Now that I have expounded on the virtues, the necessities and the priority of experiential knowledge to abstract knowledge, I turn to the virtues and beauties and necessities of abstract knowledge as well. By now my general point must be clear. It is the dichotomized, solely abstract knowledge that is so dangerous, the abstractions and the systems that are opposed to or dichotomized from experience instead of being built upon it and integrated with it. If I may say it so, abstract knowledge dichotomized from experiential knowledge is false and dangerous; but abstract knowledge built upon and hierarchically-integrated with experiential knowledge is a necessity for human life.

Abstractness begins with all orderings of experience, all interpretations of it, and all the hierarchical and Gestaltlike arrangements of experiential knowledge that make it possible for the limited human being to encompass it, grasp it, not be overwhelmed by it. In the same way that our immediate memory span for separate objects is about seven or eight or so, it is also known that six or seven or eight groups of separate objects may also be perceived and encompassed in an immediate perception.
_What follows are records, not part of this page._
//! Check selection and rule tuning.

use std::collections::BTreeMap;

use serde::{Deserialize, Serialize};

/// Configuration for which checks run and how their rules are tuned.
#[derive(Debug, Clone, Serialize, Deserialize, Default)]
#[serde(default)]
pub struct AnalysisConfig {
    /// Checks to run. Empty means every registered check.
    #[serde(default)]
    pub enabled_checks: Vec<String>,
    /// Checks to skip, applied after `enabled_checks`.
    #[serde(default)]
    pub disabled_checks: Vec<String>,
    /// Rule threshold overrides keyed `<check>.<measure>.<tier>`,
    /// e.g. `"cable.temperature.critical" = 85.0`.
    #[serde(default)]
    pub threshold_overrides: BTreeMap<String, f64>,
    /// Merge rows sharing a (node GUID, port) key before classification.
    /// Default: true.
    pub merge_port_records: Option<bool>,
    /// Classify rows missing every required field as info instead of ok.
    /// Default: false.
    pub flag_insufficient_data: Option<bool>,
}

impl AnalysisConfig {
    pub fn effective_merge_port_records(&self) -> bool {
        self.merge_port_records.unwrap_or(true)
    }

    pub fn effective_flag_insufficient_data(&self) -> bool {
        self.flag_insufficient_data.unwrap_or(false)
    }

    /// Whether a check id passes the enabled/disabled filters.
    pub fn is_check_enabled(&self, check_id: &str) -> bool {
        let enabled = self.enabled_checks.is_empty()
            || self.enabled_checks.iter().any(|c| c == check_id);
        enabled && !self.disabled_checks.iter().any(|c| c == check_id)
    }
}
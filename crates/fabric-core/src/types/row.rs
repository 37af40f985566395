//! Schema-less telemetry row.

use std::collections::BTreeMap;

use serde::{Deserialize, Serialize};

use super::Scalar;

/// One record of a category table: field name → scalar, tagged with the
/// category it came from. Rows are read-only inputs to the engine.
#[derive(Debug, Clone, PartialEq, Default, Serialize, Deserialize)]
pub struct Row {
    #[serde(default)]
    pub category: String,
    pub fields: BTreeMap<String, Scalar>,
}

impl Row {
    pub fn new(category: impl Into<String>) -> Self {
        Self {
            category: category.into(),
            fields: BTreeMap::new(),
        }
    }

    /// Builder-style field insertion.
    pub fn with(mut self, field: impl Into<String>, value: impl Into<Scalar>) -> Self {
        self.fields.insert(field.into(), value.into());
        self
    }

    pub fn get(&self, field: &str) -> Option<&Scalar> {
        self.fields.get(field)
    }

    pub fn insert(&mut self, field: impl Into<String>, value: impl Into<Scalar>) {
        self.fields.insert(field.into(), value.into());
    }

    pub fn len(&self) -> usize {
        self.fields.len()
    }

    pub fn is_empty(&self) -> bool {
        self.fields.is_empty()
    }

    /// Build a row from a decoded JSON object.
    pub fn from_json_object(
        category: impl Into<String>,
        object: serde_json::Map<String, serde_json::Value>,
    ) -> Self {
        Self {
            category: category.into(),
            fields: object
                .into_iter()
                .map(|(k, v)| (k, Scalar::from(v)))
                .collect(),
        }
    }
}
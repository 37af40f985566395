//! Severity tiers.

use std::fmt;

use serde::{Deserialize, Serialize};

/// Severity tier for a classified row. Variant order is the sort order:
/// `Critical < Warning < Info < Ok`, so an ascending sort puts the most
/// severe rows first and `min` picks the worst of two tiers.
#[derive(Debug, Clone, Copy, PartialEq, Eq, PartialOrd, Ord, Hash, Serialize, Deserialize)]
#[serde(rename_all = "lowercase")]
pub enum Severity {
    Critical,
    Warning,
    Info,
    Ok,
}

impl Severity {
    pub fn as_str(&self) -> &'static str {
        match self {
            Self::Critical => "critical",
            Self::Warning => "warning",
            Self::Info => "info",
            Self::Ok => "ok",
        }
    }

    pub fn all() -> &'static [Severity] {
        &[Self::Critical, Self::Warning, Self::Info, Self::Ok]
    }

    /// 0 for critical up to 3 for ok.
    pub fn rank(&self) -> u8 {
        *self as u8
    }

    /// A row is flagged when it is classified above ok.
    pub fn is_flagged(&self) -> bool {
        *self != Self::Ok
    }

    /// The more severe of two tiers.
    pub fn worst(self, other: Severity) -> Severity {
        self.min(other)
    }

    pub fn is_more_severe_than(&self, other: Severity) -> bool {
        *self < other
    }
}

impl fmt::Display for Severity {
    fn fmt(&self, f: &mut fmt::Formatter<'_>) -> fmt::Result {
        f.write_str(self.as_str())
    }
}

/// Per-tier counters.
#[derive(Debug, Clone, Copy, PartialEq, Eq, Default, Serialize, Deserialize)]
pub struct SeverityCounts {
    pub critical: u64,
    pub warning: u64,
    pub info: u64,
    pub ok: u64,
}

impl SeverityCounts {
    pub fn add(&mut self, severity: Severity, n: u64) {
        let slot = match severity {
            Severity::Critical => &mut self.critical,
            Severity::Warning => &mut self.warning,
            Severity::Info => &mut self.info,
            Severity::Ok => &mut self.ok,
        };
        *slot = slot.saturating_add(n);
    }

    pub fn get(&self, severity: Severity) -> u64 {
        match severity {
            Severity::Critical => self.critical,
            Severity::Warning => self.warning,
            Severity::Info => self.info,
            Severity::Ok => self.ok,
        }
    }

    pub fn merge(&mut self, other: &SeverityCounts) {
        for &severity in Severity::all() {
            self.add(severity, other.get(severity));
        }
    }

    /// Count of everything above ok.
    pub fn flagged(&self) -> u64 {
        self.critical
            .saturating_add(self.warning)
            .saturating_add(self.info)
    }

    /// Most severe tier with a nonzero count; `Ok` when nothing is flagged.
    pub fn worst(&self) -> Severity {
        [Severity::Critical, Severity::Warning, Severity::Info]
            .into_iter()
            .find(|s| self.get(*s) > 0)
            .unwrap_or(Severity::Ok)
    }
}
//! Tests for the knowledge base: lookup fallback, search, grouping, and
//! coverage of every issue type the rules can raise.

use fabric_analysis::checks::CheckRegistry;
use fabric_analysis::knowledge::KnowledgeBase;
use fabric_analysis::rules::catalog;

/// Known issue types return their entry.
#[test]
fn test_lookup_known_issue() {
    let kb = KnowledgeBase::new();
    let entry = kb.lookup("cable_overheat");
    assert_eq!(entry.id, "cable_overheat");
    assert_eq!(entry.category, "physical");
    assert!(!entry.actions.is_empty());
    assert!(!entry.explanation.is_empty());
}

/// Unknown issue types return the generic entry.
#[test]
fn test_lookup_unknown_falls_back() {
    let kb = KnowledgeBase::new();
    let entry = kb.lookup("definitely_not_registered");
    assert_eq!(entry.id, KnowledgeBase::unknown().id);
    assert!(kb.get("definitely_not_registered").is_none());
    assert!(!kb.contains("definitely_not_registered"));
}

/// No two entries share an id.
#[test]
fn test_ids_are_unique() {
    let kb = KnowledgeBase::new();
    let mut ids: Vec<&str> = kb.iter().map(|e| e.id).collect();
    let total = ids.len();
    ids.sort_unstable();
    ids.dedup();
    assert_eq!(ids.len(), total);
    assert_eq!(kb.len(), total);
}

/// Every issue type a rule can raise has an entry.
#[test]
fn test_every_raised_issue_is_registered() {
    let kb = KnowledgeBase::shared();
    for category in catalog::CATEGORIES {
        for rule in catalog::rule_set(category).unwrap().rules {
            let issue = rule.issue.unwrap_or_else(|| panic!("rule {} raises no issue", rule.key));
            assert!(kb.contains(issue), "issue {issue} of {} not registered", rule.key);
        }
    }
    for check in CheckRegistry::builtin().checks() {
        if let Some(issue) = check.summary_issue {
            assert!(kb.contains(issue), "summary issue {issue} not registered");
        }
    }
    assert!(kb.contains("insufficient_data"));
}

/// Search ignores case.
#[test]
fn test_search_is_case_insensitive() {
    let kb = KnowledgeBase::new();
    let lower: Vec<&str> = kb.search("firmware").map(|e| e.id).collect();
    let upper: Vec<&str> = kb.search("FIRMWARE").map(|e| e.id).collect();
    assert!(!lower.is_empty());
    assert_eq!(lower, upper);
    assert!(lower.contains(&"firmware_outdated"));
}

/// An empty query matches every entry.
#[test]
fn test_empty_search_matches_everything() {
    let kb = KnowledgeBase::new();
    assert_eq!(kb.search("").count(), kb.len());
    assert_eq!(kb.search("   ").count(), kb.len());
}

/// Iterating a search twice gives the same hits.
#[test]
fn test_search_is_restartable() {
    let kb = KnowledgeBase::new();
    let search = kb.search("cable");
    let first: Vec<&str> = search.clone().map(|e| e.id).collect();
    let second: Vec<&str> = search.map(|e| e.id).collect();
    assert_eq!(first, second);
    let again: Vec<&str> = kb.search("cable").map(|e| e.id).collect();
    assert_eq!(first, again);
}

/// Unmatched queries yield nothing.
#[test]
fn test_search_without_hits() {
    let kb = KnowledgeBase::new();
    assert_eq!(kb.search("zzzz-no-such-text").count(), 0);
}

/// Grouped listings cover the whole knowledge base.
#[test]
fn test_list_by_group_covers_all_entries() {
    let kb = KnowledgeBase::new();
    let groups = kb.list_by_group();
    let total: usize = groups.values().map(Vec::len).sum();
    assert_eq!(total, kb.len());
    for (group, entries) in &groups {
        assert!(entries.iter().all(|e| e.category == *group));
    }
    assert!(groups.contains_key("physical"));
    assert!(groups.contains_key("platform"));
}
This is the simplest example of the holistic hierarchizing of many objects that I can think of. Make these groupings more and more inclusive, and finally it is possible for a human being, limited though he is, to encompass the whole world in a single unified perception. The contrast is with total anarchy, total chaos, a total lack of ordering, or clustering, or of relationships among all these separate things. This is the world, perhaps, of the newborn baby in some respects, or like the world of the panicky schizophrenic in another respect. In any case, it is hardly possible to live with for any length of time or to endure (although it can be enjoyed for a short time). This is even more true if we take into account the necessity for pragmatic living within the world, surviving in it, dealing with it, and having commerce with it. All the means-end relationships, and all the differential perception of ends and means also come under the head of abstractness. Purely concrete experience does not differentiate one experience from another experience in any way, certainly not in terms of relative importance or of relative hierarchy of means and ends. All classifications of our experiences of reality are abstractions, and so is all awareness of similarities and differences.

In other words, abstractness is absolutely necessary for life itself. It is also necessary for the fullest and highest development of human nature. Self-actualization necessarily implies abstractness. It is not even possible to conceive of human self-actualization without whole systems of symbols, abstractions, and words, i.e., language, philosophy, world view.

The attack upon abstractness dichotomized from concreteness must never be confused with an attack upon abstractness hierarchically-integrated with concreteness and experience. We might remind ourselves here of the contemporary situation in philosophy. Kierkegaard and Nietzsche, to take two major examples, attacked not philosophy in general but the great abstract systems of philosophy that had long since cut themselves off from their foundations in actual living experience. Existentialism and phenomenology are in large part also a repudiation of these huge, verbal, a priori, abstract, total systems of philosophy. This is an attempt to get back to life itself, that is to say, to concrete experience upon which all abstractions must be based if they are to remain alive.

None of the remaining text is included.